**Extracted information**
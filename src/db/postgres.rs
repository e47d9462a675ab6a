//! PostgreSQL + pgvector backend for `VectorStore`.
//!
//! Embeddings only ever reach SQL as bound `pgvector::Vector` parameters,
//! built in [`to_pg_vector`]. The only interpolated DDL value is the
//! configured dimension.

use async_trait::async_trait;
use chrono::{DateTime, Utc};
use deadpool_postgres::{Config, Pool, PoolConfig, Runtime};
use pgvector::Vector;
use secrecy::ExposeSecret;
use tokio_postgres::NoTls;
use tracing::info;

use super::{IdentityMatch, NewTrustEvent, TrustEvent, VectorStore};
use crate::config::DatabaseConfig;
use crate::error::DatabaseError;

/// pgvector refuses HNSW indexes above this many dimensions.
const HNSW_MAX_DIMENSION: usize = 2000;

pub struct PgVectorStore {
    pool: Pool,
    dimension: usize,
}

impl std::fmt::Debug for PgVectorStore {
    fn fmt(&self, f: &mut std::fmt::Formatter<'_>) -> std::fmt::Result {
        f.debug_struct("PgVectorStore")
            .field("dimension", &self.dimension)
            .finish_non_exhaustive()
    }
}

/// The single place an embedding becomes a SQL value.
fn to_pg_vector(values: &[f32]) -> Vector {
    Vector::from(values.to_vec())
}

impl PgVectorStore {
    /// Create a pool from configuration and check that a connection works.
    pub async fn connect(config: &DatabaseConfig, dimension: usize) -> Result<Self, DatabaseError> {
        let url = config.url.as_ref().ok_or_else(|| {
            DatabaseError::Pool("DATABASE_URL is required for the postgres backend".to_string())
        })?;

        let mut cfg = Config::new();
        cfg.url = Some(url.expose_secret().to_string());
        cfg.pool = Some(PoolConfig::new(config.pool_size));
        let pool = cfg.create_pool(Some(Runtime::Tokio1), NoTls)?;

        let conn = pool.get().await?;
        conn.execute("SELECT 1", &[]).await?;
        info!(pool_size = config.pool_size, "Connected to PostgreSQL");

        Ok(Self::from_pool(pool, dimension))
    }

    pub fn from_pool(pool: Pool, dimension: usize) -> Self {
        Self { pool, dimension }
    }

    fn schema_sql(&self) -> String {
        let dim = self.dimension;
        let mut sql = format!(
            r#"
            CREATE EXTENSION IF NOT EXISTS vector;
            CREATE TABLE IF NOT EXISTS identity (
                address TEXT PRIMARY KEY,
                embedding vector({dim}) NOT NULL,
                updated_at TIMESTAMPTZ NOT NULL DEFAULT NOW()
            );
            CREATE TABLE IF NOT EXISTS trust_event (
                id UUID PRIMARY KEY,
                from_address TEXT NOT NULL,
                to_address TEXT NOT NULL,
                trust_score DOUBLE PRECISION NOT NULL,
                embedding vector({dim}),
                event_type TEXT NOT NULL,
                created_at TIMESTAMPTZ NOT NULL DEFAULT NOW()
            );
            CREATE INDEX IF NOT EXISTS idx_trust_event_from ON trust_event(from_address);
            CREATE INDEX IF NOT EXISTS idx_trust_event_to ON trust_event(to_address);
            "#
        );
        if dim <= HNSW_MAX_DIMENSION {
            sql.push_str(
                "CREATE INDEX IF NOT EXISTS idx_identity_embedding_cosine \
                 ON identity USING hnsw (embedding vector_cosine_ops);\n",
            );
        }
        sql
    }

    /// Fail fast when an existing table was created with another dimension.
    async fn check_dimension(&self, conn: &deadpool_postgres::Object) -> Result<(), DatabaseError> {
        let row = conn
            .query_opt(
                "SELECT atttypmod FROM pg_attribute \
                 WHERE attrelid = 'identity'::regclass AND attname = 'embedding'",
                &[],
            )
            .await?;
        let Some(row) = row else {
            return Err(DatabaseError::Schema(
                "identity.embedding column is missing".to_string(),
            ));
        };
        let stored: i32 = row.get(0);
        if usize::try_from(stored).ok() != Some(self.dimension) {
            return Err(DatabaseError::Schema(format!(
                "identity.embedding is vector({stored}) but EMBEDDING_DIMENSION is {}",
                self.dimension
            )));
        }
        Ok(())
    }
}

#[async_trait]
impl VectorStore for PgVectorStore {
    async fn init(&self) -> Result<(), DatabaseError> {
        let conn = self.pool.get().await?;
        conn.batch_execute(&self.schema_sql())
            .await
            .map_err(|e| DatabaseError::Schema(e.to_string()))?;
        self.check_dimension(&conn).await
    }

    async fn upsert_identity(&self, address: &str, embedding: &[f32]) -> Result<(), DatabaseError> {
        let conn = self.pool.get().await?;
        conn.execute(
            r#"
            INSERT INTO identity (address, embedding, updated_at)
            VALUES ($1, $2, NOW())
            ON CONFLICT (address) DO UPDATE SET
                embedding = EXCLUDED.embedding,
                updated_at = NOW()
            "#,
            &[&address, &to_pg_vector(embedding)],
        )
        .await?;
        Ok(())
    }

    async fn nearest_identities(
        &self,
        query: &[f32],
        limit: usize,
        max_distance: Option<f64>,
    ) -> Result<Vec<IdentityMatch>, DatabaseError> {
        let limit = i64::try_from(limit)
            .map_err(|_| DatabaseError::Query(format!("limit {limit} is out of range")))?;
        let conn = self.pool.get().await?;
        let rows = conn
            .query(
                r#"
                SELECT address, (embedding <=> $1)::float8 AS distance
                FROM identity
                WHERE $2::float8 IS NULL OR (embedding <=> $1) < $2::float8
                ORDER BY distance ASC, address ASC
                LIMIT $3
                "#,
                &[&to_pg_vector(query), &max_distance, &limit],
            )
            .await?;

        Ok(rows
            .iter()
            .map(|row| IdentityMatch {
                address: row.get("address"),
                distance: row.get("distance"),
            })
            .collect())
    }

    async fn insert_trust_event(&self, event: NewTrustEvent) -> Result<TrustEvent, DatabaseError> {
        let stored = TrustEvent::from_new(event, Utc::now());
        let embedding = stored.embedding.as_deref().map(to_pg_vector);
        let conn = self.pool.get().await?;
        let row = conn
            .query_one(
                r#"
                INSERT INTO trust_event
                    (id, from_address, to_address, trust_score, embedding, event_type)
                VALUES ($1, $2, $3, $4, $5, $6)
                RETURNING created_at
                "#,
                &[
                    &stored.id,
                    &stored.from_address,
                    &stored.to_address,
                    &stored.trust_score,
                    &embedding,
                    &stored.event_type,
                ],
            )
            .await?;
        let created_at: DateTime<Utc> = row.get("created_at");
        Ok(TrustEvent {
            created_at,
            ..stored
        })
    }

    fn backend_name(&self) -> &'static str {
        "postgres"
    }
}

**Task to carry out**
An exact transcription of every record above is required.

**Solution below**
filename src/db/postgres.rs
repository e47d9462a675ab6a
//! PostgreSQL + pgvector backend for `VectorStore`.
//!
//! Embeddings only ever reach SQL as bound `pgvector::Vector` parameters,
//! built in [`to_pg_vector`]. The only interpolated DDL value is the
//! configured dimension.

use async_trait::async_trait;
use chrono::{DateTime, Utc};
use deadpool_postgres::{Config, Pool, PoolConfig, Runtime};
use pgvector::Vector;
use secrecy::ExposeSecret;
use tokio_postgres::NoTls;
use tracing::info;

use super::{IdentityMatch, NewTrustEvent, TrustEvent, VectorStore};
use crate::config::DatabaseConfig;
use crate::error::DatabaseError;

/// pgvector refuses HNSW indexes above this many dimensions.
const HNSW_MAX_DIMENSION: usize = 2000;

pub struct PgVectorStore {
    pool: Pool,
    dimension: usize,
}

impl std::fmt::Debug for PgVectorStore {
    fn fmt(&self, f: &mut std::fmt::Formatter<'_>) -> std::fmt::Result {
        f.debug_struct("PgVectorStore")
            .field("dimension", &self.dimension)
            .finish_non_exhaustive()
    }
}

/// The single place an embedding becomes a SQL value.
fn to_pg_vector(values: &[f32]) -> Vector {
    Vector::from(values.to_vec())
}

impl PgVectorStore {
    /// Create a pool from configuration and check that a connection works.
    pub async fn connect(config: &DatabaseConfig, dimension: usize) -> Result<Self, DatabaseError> {
        let url = config.url.as_ref().ok_or_else(|| {
            DatabaseError::Pool("DATABASE_URL is required for the postgres backend".to_string())
        })?;

        let mut cfg = Config::new();
        cfg.url = Some(url.expose_secret().to_string());
        cfg.pool = Some(PoolConfig::new(config.pool_size));
        let pool = cfg.create_pool(Some(Runtime::Tokio1), NoTls)?;

        let conn = pool.get().await?;
        conn.execute("SELECT 1", &[]).await?;
        info!(pool_size = config.pool_size, "Connected to PostgreSQL");

        Ok(Self::from_pool(pool, dimension))
    }

    pub fn from_pool(pool: Pool, dimension: usize) -> Self {
        Self { pool, dimension }
    }

    fn schema_sql(&self) -> String {
        let dim = self.dimension;
        let mut sql = format!(
            r#"
            CREATE EXTENSION IF NOT EXISTS vector;
            CREATE TABLE IF NOT EXISTS identity (
                address TEXT PRIMARY KEY,
                embedding vector({dim}) NOT NULL,
                updated_at TIMESTAMPTZ NOT NULL DEFAULT NOW()
            );
            CREATE TABLE IF NOT EXISTS trust_event (
                id UUID PRIMARY KEY,
                from_address TEXT NOT NULL,
                to_address TEXT NOT NULL,
                trust_score DOUBLE PRECISION NOT NULL,
                embedding vector({dim}),
                event_type TEXT NOT NULL,
                created_at TIMESTAMPTZ NOT NULL DEFAULT NOW()
            );
            CREATE INDEX IF NOT EXISTS idx_trust_event_from ON trust_event(from_address);
            CREATE INDEX IF NOT EXISTS idx_trust_event_to ON trust_event(to_address);
            "#
        );
        if dim <= HNSW_MAX_DIMENSION {
            sql.push_str(
                "CREATE INDEX IF NOT EXISTS idx_identity_embedding_cosine \
                 ON identity USING hnsw (embedding vector_cosine_ops);\n",
            );
        }
        sql
    }

    /// Fail fast when an existing table was created with another dimension.
    async fn check_dimension(&self, conn: &deadpool_postgres::Object) -> Result<(), DatabaseError> {
        let row = conn
            .query_opt(
                "SELECT atttypmod FROM pg_attribute \
                 WHERE attrelid = 'identity'::regclass AND attname = 'embedding'",
                &[],
            )
            .await?;
        let Some(row) = row else {
            return Err(DatabaseError::Schema(
                "identity.embedding column is missing".to_string(),
            ));
        };
        let stored: i32 = row.get(0);
        if usize::try_from(stored).ok() != Some(self.dimension) {
            return Err(DatabaseError::Schema(format!(
                "identity.embedding is vector({stored}) but EMBEDDING_DIMENSION is {}",
                self.dimension
            )));
        }
        Ok(())
    }
}

#[async_trait]
impl VectorStore for PgVectorStore {
    async fn init(&self) -> Result<(), DatabaseError> {
        let conn = self.pool.get().await?;
        conn.batch_execute(&self.schema_sql())
            .await
            .map_err(|e| DatabaseError::Schema(e.to_string()))?;
        self.check_dimension(&conn).await
    }

    async fn upsert_identity(&self, address: &str, embedding: &[f32]) -> Result<(), DatabaseError> {
        let conn = self.pool.get().await?;
        conn.execute(
            r#"
            INSERT INTO identity (address, embedding, updated_at)
            VALUES ($1, $2, NOW())
            ON CONFLICT (address) DO UPDATE SET
                embedding = EXCLUDED.embedding,
                updated_at = NOW()
            "#,
            &[&address, &to_pg_vector(embedding)],
        )
        .await?;
        Ok(())
    }

    async fn nearest_identities(
        &self,
        query: &[f32],
        limit: usize,
        max_distance: Option<f64>,
    ) -> Result<Vec<IdentityMatch>, DatabaseError> {
        let limit = i64::try_from(limit)
            .map_err(|_| DatabaseError::Query(format!("limit {limit} is out of range")))?;
        let conn = self.pool.get().await?;
        let rows = conn
            .query(
                r#"
                SELECT address, (embedding <=> $1)::float8 AS distance
                FROM identity
                WHERE $2::float8 IS NULL OR (embedding <=> $1) < $2::float8
                ORDER BY distance ASC, address ASC
                LIMIT $3
                "#,
                &[&to_pg_vector(query), &max_distance, &limit],
            )
            .await?;

        Ok(rows
            .iter()
            .map(|row| IdentityMatch {
                address: row.get("address"),
                distance: row.get("distance"),
            })
            .collect())
    }

    async fn insert_trust_event(&self, event: NewTrustEvent) -> Result<TrustEvent, DatabaseError> {
        let stored = TrustEvent::from_new(event, Utc::now());
        let embedding = stored.embedding.as_deref().map(to_pg_vector);
        let conn = self.pool.get().await?;
        let row = conn
            .query_one(
                r#"
                INSERT INTO trust_event
                    (id, from_address, to_address, trust_score, embedding, event_type)
                VALUES ($1, $2, $3, $4, $5, $6)
                RETURNING created_at
                "#,
                &[
                    &stored.id,
                    &stored.from_address,
                    &stored.to_address,
                    &stored.trust_score,
                    &embedding,
                    &stored.event_type,
                ],
            )
            .await?;
        let created_at: DateTime<Utc> = row.get("created_at");
        Ok(TrustEvent {
            created_at,
            ..stored
        })
    }

    fn backend_name(&self) -> &'static str {
        "postgres"
    }
}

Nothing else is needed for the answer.